Now that we have the data in the shape we want, we can plot it. Let's first look at the training error:

In [3]:

```
%%R
p1 <- ggplot(scenScalars, aes(maxstock, error_train_norm))
grid.arrange(p1 + geom_point(aes(color = trainingdays)),
p1 + geom_boxplot())
```

This result is not very surprising: The more stocks we allow the model to select, the less training error we get. Additionally, if we increase the number of training days, the error increases as we have more data to approximate. Let's now look at the error in the test phase:

In [4]:

```
%%R
p2 <- ggplot(scenScalars, aes(maxstock, error_test_norm))
grid.arrange(p2 + geom_point(aes(color = trainingdays)),
p2 + geom_boxplot())
```

The results here are not so clear as before. Again, we observe that the error as well as the variance decreases with an increasing number of stocks we are allowed to select. However, with just 12 stocks to select, we already achieve quite low test errors together with a low variance.
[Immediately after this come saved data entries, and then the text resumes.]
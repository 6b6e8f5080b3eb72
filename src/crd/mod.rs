//! Custom resources read and written by the cluster OLM operator
//!
//! None of these CRDs are owned by this crate; they are installed by the platform
//! or by operator-controller. The types only carry the fields the operator needs.

pub mod config;
pub mod extension;
mod olm;
pub mod types;

pub use config::{
    ApiServer, ClusterOperator, ClusterOperatorStatus, ClusterVersion, FeatureGate,
    OperandVersion, Proxy, TlsProfileType, TlsSecurityProfile, CLUSTER_CONFIG_NAME, CLUSTER_VERSION_NAME,
};
pub use extension::{ClusterExtension, ClusterExtensionRevision};
pub use olm::{Olm, OlmSpec, OlmStatus, OLM_SINGLETON_NAME};
pub use types::*;
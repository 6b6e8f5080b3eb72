//! Lease based leader election
//!
//! Only the holder of the `cluster-olm-operator-lock` Lease runs controllers. The
//! holder renews the lease periodically; a lease that was not renewed within its
//! duration may be taken over.

use std::time::Duration;

use chrono::{DateTime, Utc};
use k8s_openapi::api::coordination::v1::{Lease, LeaseSpec};
use k8s_openapi::apimachinery::pkg::apis::meta::v1::MicroTime;
use kube::api::{Api, ObjectMeta, Patch, PatchParams, PostParams};
use kube::Client;
use tokio_util::sync::CancellationToken;
use tracing::{info, warn};

use crate::error::Result;

pub const DEFAULT_LEASE_NAME: &str = "cluster-olm-operator-lock";
const LEASE_DURATION_SECS: i32 = 137;
const RENEW_INTERVAL: Duration = Duration::from_secs(26);
const RETRY_INTERVAL: Duration = Duration::from_secs(5);

/// Whether a lease may be taken over at `now`
pub fn lease_expired(spec: Option<&LeaseSpec>, now: DateTime<Utc>) -> bool {
    spec.and_then(|s| s.renew_time.as_ref())
        .map(|renew| {
            let duration = spec
                .and_then(|s| s.lease_duration_seconds)
                .unwrap_or(LEASE_DURATION_SECS);
            now > renew.0 + chrono::Duration::seconds(i64::from(duration))
        })
        .unwrap_or(true)
}

pub struct LeaderElection {
    leases: Api<Lease>,
    namespace: String,
    lease_name: String,
    identity: String,
}

impl LeaderElection {
    pub fn new(client: Client, namespace: &str, identity: &str) -> Self {
        Self {
            leases: Api::namespaced(client, namespace),
            namespace: namespace.to_string(),
            lease_name: DEFAULT_LEASE_NAME.to_string(),
            identity: identity.to_string(),
        }
    }

    /// Block until the lease is held. Returns `false` if `token` fires first.
    pub async fn acquire(&self, token: &CancellationToken) -> bool {
        info!(lease = %self.lease_name, identity = %self.identity, "Waiting for leadership");
        loop {
            match self.try_acquire_or_renew().await {
                Ok(true) => {
                    info!("Acquired leadership for lease {}", self.lease_name);
                    return true;
                }
                Ok(false) => {}
                Err(e) => warn!("Leader election error: {}", e),
            }
            tokio::select! {
                _ = token.cancelled() => return false,
                _ = tokio::time::sleep(RETRY_INTERVAL) => {}
            }
        }
    }

    /// Keep renewing until leadership is lost or `token` fires.
    /// Returns `true` when leadership was lost.
    pub async fn hold(&self, token: &CancellationToken) -> bool {
        loop {
            tokio::select! {
                _ = token.cancelled() => return false,
                _ = tokio::time::sleep(RENEW_INTERVAL) => {}
            }
            match self.try_acquire_or_renew().await {
                Ok(true) => {}
                Ok(false) => {
                    warn!("Lost leadership for lease {}", self.lease_name);
                    return true;
                }
                Err(e) => warn!("Failed to renew lease {}: {}", self.lease_name, e),
            }
        }
    }

    async fn try_acquire_or_renew(&self) -> Result<bool> {
        let now = Utc::now();

        let Some(existing) = self.leases.get_opt(&self.lease_name).await? else {
            let lease = Lease {
                metadata: ObjectMeta {
                    name: Some(self.lease_name.clone()),
                    namespace: Some(self.namespace.clone()),
                    ..Default::default()
                },
                spec: Some(LeaseSpec {
                    holder_identity: Some(self.identity.clone()),
                    acquire_time: Some(MicroTime(now)),
                    renew_time: Some(MicroTime(now)),
                    lease_duration_seconds: Some(LEASE_DURATION_SECS),
                    ..Default::default()
                }),
            };
            self.leases.create(&PostParams::default(), &lease).await?;
            info!("Created lease {} with holder {}", self.lease_name, self.identity);
            return Ok(true);
        };

        let spec = existing.spec.as_ref();
        let holder = spec.and_then(|s| s.holder_identity.as_deref());
        let patch = if holder == Some(self.identity.as_str()) {
            serde_json::json!({
                "spec": {
                    "renewTime": MicroTime(now),
                    "leaseDurationSeconds": LEASE_DURATION_SECS,
                }
            })
        } else if lease_expired(spec, now) {
            info!("Lease held by {:?} has expired, taking over", holder);
            serde_json::json!({
                "spec": {
                    "holderIdentity": self.identity,
                    "acquireTime": MicroTime(now),
                    "renewTime": MicroTime(now),
                    "leaseDurationSeconds": LEASE_DURATION_SECS,
                }
            })
        } else {
            return Ok(false);
        };

        self.leases
            .patch(&self.lease_name, &PatchParams::default(), &Patch::Merge(&patch))
            .await?;
        Ok(true)
    }
}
By plotting the ratio $\frac{error_{test}}{error_{train}}$, we might find out some more about this "sweet spot".

In [5]:

```
%%R
p3 <- ggplot(scenScalars, aes(maxstock, error_ratio_norm))
grid.arrange(p3 + geom_point(aes(color = trainingdays)),
p3 + geom_boxplot())
```

And in fact, this provides more insight: 39 training days definitely seem to be too little to get right results. The error in the test phase is very large w.r.t the training phase. If we train the model with 30 additional days, the error ratio drastically decreases! Let's throw away these data points and plot again:

In [6]:

```
%%R
scenScalars_clean <- scenScalars %>% filter(!trainingdays %in% 39)
p4 <- ggplot(scenScalars_clean, aes(maxstock, error_ratio_norm))
grid.arrange(p4 + geom_point(aes(color = trainingdays)),
p4 + geom_boxplot())
```

The results don't seem very clear. However, one thing to note that might be counterintuitive is that we definitely don't get better results the more stocks we select. This effect is referred to as under/overfitting. The sweet spot seems to be somwhere in the middle of this interval (14-15 stocks). Let's now look at the sum of training and testing error instead. This KPI supports the observation that with just 14-15 stocks we already get results that are almost as good as if we would allow 24 stocks to be selected.

In [7]:

```
%%R
scenScalars_errsum <- scenScalars %>%
mutate(error_sum = error_train_norm + error_test_norm)
p5 <- ggplot(scenScalars_errsum, aes(maxstock, error_sum))
grid.arrange(p5 + geom_point(aes(color = trainingdays)),
p5 + geom_boxplot())
```

The other parameter that is interesting to the planner is how many days to train the model with. We previously observed that 39 training days seem way too little and just 30 more days already reduce the error ratio by a large amount. Let's take a closer look at this effect:

In [8]:

```
%%R
p3 + geom_point() + facet_wrap(~ trainingdays, nrow=2)
```

In general, the error ratio decreases with the number of training days. The interval between 39 and 69 training days seems interesting if you want to answer the question of how many training days you should use at minimum. Let's investigate this interval more closely by submitting another *Hypercube job*. We import these results and plot the results:

In [9]:

```
%%R
filesToRead <- c("scalars.csv", "scalars_out.csv")
scenScalars_td <- bind_rows(lapply(list.dirs("data2")[-1], function(scen){
filePaths <- file.path(scen, filesToRead)
bind_rows(lapply(filePaths, read_csv, col_types = cols()))[c(1,3)] %>%
spread(scalar, value, convert = TRUE)
})) %>%
mutate(maxstock = as.factor(maxstock),
trainingdays = as.factor(trainingdays))
kable(head(scenScalars_td), caption = "Scalars in interval between 44 to 89 trainingdays")
```

We plot the results of this run as well:

In [10]:

```
%%R
p4 <- ggplot(scenScalars_td, aes(maxstock, error_ratio)) +
geom_point() + facet_wrap(~ trainingdays, nrow=2) +
theme(axis.text.x = element_blank(),
axis.text.y = element_blank(),
axis.ticks = element_blank())
p5 <- ggplot(scenScalars_td, aes(trainingdays, error_ratio)) +
geom_boxplot()
grid.arrange(p4, p5)
```

It looks like we should choose atleast 64 training days. Much less than that results in big error ratios as well as a lot of sensitivity.